* _Exercise prompt_
Filter the entries below down to the lines that hold "skills".

* _Dataset records_
= Beginning of Section =

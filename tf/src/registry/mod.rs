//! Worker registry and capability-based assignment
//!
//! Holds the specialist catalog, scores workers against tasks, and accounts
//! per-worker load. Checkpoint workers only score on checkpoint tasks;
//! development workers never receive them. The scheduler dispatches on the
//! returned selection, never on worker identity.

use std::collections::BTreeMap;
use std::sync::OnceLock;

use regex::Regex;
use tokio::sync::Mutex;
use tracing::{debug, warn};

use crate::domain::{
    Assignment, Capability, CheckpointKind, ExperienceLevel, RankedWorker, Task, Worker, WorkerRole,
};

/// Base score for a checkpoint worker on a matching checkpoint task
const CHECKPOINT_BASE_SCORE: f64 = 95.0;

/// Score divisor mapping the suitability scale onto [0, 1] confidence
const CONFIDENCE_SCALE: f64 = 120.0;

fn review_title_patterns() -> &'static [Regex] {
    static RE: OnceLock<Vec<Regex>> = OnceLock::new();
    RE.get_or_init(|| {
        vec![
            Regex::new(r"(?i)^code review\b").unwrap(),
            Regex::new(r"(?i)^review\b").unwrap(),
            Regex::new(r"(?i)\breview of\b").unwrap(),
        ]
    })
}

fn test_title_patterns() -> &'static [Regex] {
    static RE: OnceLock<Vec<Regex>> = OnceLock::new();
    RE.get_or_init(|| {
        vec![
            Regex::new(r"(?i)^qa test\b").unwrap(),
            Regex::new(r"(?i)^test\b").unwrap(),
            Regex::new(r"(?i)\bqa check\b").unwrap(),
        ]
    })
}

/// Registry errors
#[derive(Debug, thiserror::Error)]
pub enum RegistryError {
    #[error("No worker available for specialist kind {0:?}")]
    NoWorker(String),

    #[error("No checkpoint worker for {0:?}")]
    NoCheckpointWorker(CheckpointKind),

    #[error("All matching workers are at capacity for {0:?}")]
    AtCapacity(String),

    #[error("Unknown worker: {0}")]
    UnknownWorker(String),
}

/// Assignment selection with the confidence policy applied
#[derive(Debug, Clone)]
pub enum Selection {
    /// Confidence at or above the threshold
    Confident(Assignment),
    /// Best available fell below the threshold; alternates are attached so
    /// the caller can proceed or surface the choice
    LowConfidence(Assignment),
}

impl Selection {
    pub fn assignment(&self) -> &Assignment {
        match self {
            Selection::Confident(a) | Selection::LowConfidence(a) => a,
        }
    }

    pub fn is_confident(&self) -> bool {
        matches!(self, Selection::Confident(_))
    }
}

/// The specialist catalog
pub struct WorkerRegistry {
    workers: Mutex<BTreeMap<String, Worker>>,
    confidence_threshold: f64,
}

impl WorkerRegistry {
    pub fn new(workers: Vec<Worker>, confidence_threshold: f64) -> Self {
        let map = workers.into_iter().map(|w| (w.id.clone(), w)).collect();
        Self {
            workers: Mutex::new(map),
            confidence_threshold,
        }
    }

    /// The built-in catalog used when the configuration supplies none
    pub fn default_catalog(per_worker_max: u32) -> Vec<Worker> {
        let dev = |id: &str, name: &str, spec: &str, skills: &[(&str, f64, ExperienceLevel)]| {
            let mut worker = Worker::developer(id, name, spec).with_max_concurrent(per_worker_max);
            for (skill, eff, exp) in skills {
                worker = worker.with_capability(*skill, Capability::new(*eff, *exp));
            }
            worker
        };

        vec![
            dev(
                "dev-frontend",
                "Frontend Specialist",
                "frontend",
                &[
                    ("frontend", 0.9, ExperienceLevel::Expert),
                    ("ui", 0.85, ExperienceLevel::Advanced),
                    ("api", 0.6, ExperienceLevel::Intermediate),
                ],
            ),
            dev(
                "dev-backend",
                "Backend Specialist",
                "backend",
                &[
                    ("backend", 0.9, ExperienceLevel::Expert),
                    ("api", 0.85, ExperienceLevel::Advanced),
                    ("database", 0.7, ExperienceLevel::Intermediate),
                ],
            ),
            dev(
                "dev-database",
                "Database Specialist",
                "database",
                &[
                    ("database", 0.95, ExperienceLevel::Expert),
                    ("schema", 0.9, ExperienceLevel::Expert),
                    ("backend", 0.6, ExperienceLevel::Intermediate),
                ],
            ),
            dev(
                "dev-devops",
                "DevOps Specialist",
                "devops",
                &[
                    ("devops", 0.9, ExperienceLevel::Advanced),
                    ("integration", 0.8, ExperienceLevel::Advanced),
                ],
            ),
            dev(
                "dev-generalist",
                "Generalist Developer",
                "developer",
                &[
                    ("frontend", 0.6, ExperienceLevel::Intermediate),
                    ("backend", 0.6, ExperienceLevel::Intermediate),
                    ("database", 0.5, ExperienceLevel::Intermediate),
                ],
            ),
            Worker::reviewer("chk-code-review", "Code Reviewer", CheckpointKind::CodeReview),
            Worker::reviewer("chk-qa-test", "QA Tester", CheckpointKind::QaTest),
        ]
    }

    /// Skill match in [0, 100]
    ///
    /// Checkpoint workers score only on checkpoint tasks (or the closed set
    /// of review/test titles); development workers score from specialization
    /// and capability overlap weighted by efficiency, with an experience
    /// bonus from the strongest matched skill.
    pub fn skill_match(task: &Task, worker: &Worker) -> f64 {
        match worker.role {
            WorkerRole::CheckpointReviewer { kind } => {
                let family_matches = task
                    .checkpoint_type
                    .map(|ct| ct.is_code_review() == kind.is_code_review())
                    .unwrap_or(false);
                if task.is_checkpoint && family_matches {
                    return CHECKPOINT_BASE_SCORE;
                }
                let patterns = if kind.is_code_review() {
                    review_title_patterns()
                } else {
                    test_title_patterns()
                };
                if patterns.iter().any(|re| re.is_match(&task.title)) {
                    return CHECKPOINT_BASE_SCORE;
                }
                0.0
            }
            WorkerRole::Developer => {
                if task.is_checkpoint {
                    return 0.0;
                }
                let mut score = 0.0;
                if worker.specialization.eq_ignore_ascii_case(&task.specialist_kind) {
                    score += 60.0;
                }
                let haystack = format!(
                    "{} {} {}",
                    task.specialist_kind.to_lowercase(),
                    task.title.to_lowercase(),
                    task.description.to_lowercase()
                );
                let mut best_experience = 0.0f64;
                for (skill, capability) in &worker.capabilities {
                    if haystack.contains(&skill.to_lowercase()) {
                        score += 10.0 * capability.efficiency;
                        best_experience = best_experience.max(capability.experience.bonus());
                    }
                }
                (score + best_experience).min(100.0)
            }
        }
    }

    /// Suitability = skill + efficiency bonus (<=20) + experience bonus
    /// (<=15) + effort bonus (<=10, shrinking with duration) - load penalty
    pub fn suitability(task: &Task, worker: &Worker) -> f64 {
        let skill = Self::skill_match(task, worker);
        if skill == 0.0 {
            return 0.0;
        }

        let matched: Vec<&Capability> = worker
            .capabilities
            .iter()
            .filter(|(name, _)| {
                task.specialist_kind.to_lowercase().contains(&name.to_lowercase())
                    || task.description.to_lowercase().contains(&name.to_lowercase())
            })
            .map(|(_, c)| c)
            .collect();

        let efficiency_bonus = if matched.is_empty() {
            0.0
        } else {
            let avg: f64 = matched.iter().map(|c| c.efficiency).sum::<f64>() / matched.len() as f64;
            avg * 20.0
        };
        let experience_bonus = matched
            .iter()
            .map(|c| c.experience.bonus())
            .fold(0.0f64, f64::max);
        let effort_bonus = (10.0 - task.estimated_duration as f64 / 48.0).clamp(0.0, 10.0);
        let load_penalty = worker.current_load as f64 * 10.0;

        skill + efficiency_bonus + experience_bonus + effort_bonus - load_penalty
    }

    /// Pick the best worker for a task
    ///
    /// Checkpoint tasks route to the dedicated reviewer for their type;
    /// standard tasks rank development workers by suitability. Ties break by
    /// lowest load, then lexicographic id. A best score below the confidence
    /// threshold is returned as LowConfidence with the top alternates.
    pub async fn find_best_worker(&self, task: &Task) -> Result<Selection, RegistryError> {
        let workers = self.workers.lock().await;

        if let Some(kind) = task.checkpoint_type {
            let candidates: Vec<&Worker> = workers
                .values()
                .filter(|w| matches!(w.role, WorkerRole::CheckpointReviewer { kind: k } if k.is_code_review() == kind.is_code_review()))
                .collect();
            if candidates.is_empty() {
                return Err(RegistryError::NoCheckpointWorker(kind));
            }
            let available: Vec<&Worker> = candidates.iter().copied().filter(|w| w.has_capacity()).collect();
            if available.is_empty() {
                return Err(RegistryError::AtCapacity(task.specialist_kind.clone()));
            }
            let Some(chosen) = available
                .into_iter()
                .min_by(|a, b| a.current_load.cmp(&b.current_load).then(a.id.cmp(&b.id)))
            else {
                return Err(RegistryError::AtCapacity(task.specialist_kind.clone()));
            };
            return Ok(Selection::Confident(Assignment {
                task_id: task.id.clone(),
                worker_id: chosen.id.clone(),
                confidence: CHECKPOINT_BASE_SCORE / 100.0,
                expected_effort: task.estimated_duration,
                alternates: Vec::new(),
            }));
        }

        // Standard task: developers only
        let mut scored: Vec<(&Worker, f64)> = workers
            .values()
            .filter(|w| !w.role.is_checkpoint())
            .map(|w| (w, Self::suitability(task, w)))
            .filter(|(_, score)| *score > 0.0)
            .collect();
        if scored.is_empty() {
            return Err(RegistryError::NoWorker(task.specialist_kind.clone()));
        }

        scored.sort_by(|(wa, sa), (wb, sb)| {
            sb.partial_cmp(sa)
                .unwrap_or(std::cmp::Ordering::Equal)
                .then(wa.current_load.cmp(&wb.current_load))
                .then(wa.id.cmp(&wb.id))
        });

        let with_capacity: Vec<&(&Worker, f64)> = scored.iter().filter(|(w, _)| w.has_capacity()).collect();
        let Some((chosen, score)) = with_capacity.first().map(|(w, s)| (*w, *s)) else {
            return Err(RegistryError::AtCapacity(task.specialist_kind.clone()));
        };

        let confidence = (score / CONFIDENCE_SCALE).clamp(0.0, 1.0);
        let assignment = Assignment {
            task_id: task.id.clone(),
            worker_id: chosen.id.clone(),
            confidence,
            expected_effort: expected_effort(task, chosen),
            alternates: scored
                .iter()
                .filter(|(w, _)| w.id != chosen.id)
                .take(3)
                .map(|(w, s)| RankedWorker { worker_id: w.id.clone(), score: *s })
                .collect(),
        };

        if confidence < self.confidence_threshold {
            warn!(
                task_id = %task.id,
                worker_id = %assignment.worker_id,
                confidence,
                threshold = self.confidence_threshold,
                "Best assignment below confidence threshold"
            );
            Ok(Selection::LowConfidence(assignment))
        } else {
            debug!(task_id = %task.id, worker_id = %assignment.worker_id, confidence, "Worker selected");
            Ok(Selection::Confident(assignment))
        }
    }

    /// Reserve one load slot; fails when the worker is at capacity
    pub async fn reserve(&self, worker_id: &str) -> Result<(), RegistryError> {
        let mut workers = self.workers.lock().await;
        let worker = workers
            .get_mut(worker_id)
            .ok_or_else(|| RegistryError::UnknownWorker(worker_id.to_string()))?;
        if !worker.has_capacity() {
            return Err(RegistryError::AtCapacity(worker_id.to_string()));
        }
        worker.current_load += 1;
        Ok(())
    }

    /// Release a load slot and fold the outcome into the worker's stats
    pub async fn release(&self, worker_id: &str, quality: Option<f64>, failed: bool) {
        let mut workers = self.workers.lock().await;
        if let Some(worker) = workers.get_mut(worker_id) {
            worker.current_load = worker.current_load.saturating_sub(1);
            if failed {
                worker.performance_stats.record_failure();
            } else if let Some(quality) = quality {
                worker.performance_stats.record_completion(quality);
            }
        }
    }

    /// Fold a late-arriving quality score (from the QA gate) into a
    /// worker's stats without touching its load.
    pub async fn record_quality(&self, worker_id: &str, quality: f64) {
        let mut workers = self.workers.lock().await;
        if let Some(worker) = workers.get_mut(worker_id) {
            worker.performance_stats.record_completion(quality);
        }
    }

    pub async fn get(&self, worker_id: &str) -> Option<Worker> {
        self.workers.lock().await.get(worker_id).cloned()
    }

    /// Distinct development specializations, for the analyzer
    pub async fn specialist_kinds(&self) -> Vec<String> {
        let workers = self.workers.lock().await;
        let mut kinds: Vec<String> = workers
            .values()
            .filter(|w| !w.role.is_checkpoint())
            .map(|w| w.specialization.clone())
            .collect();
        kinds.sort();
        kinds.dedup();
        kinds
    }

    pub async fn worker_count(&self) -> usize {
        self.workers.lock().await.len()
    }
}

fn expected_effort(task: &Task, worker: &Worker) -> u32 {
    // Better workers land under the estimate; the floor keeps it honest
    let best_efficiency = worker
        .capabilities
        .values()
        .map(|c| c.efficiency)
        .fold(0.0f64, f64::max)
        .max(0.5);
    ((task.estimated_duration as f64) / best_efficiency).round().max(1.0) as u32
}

= End of Section =

* _Reply_
        let dev = |id: &str, name: &str, spec: &str, skills: &[(&str, f64, ExperienceLevel)]| {
            for (skill, eff, exp) in skills {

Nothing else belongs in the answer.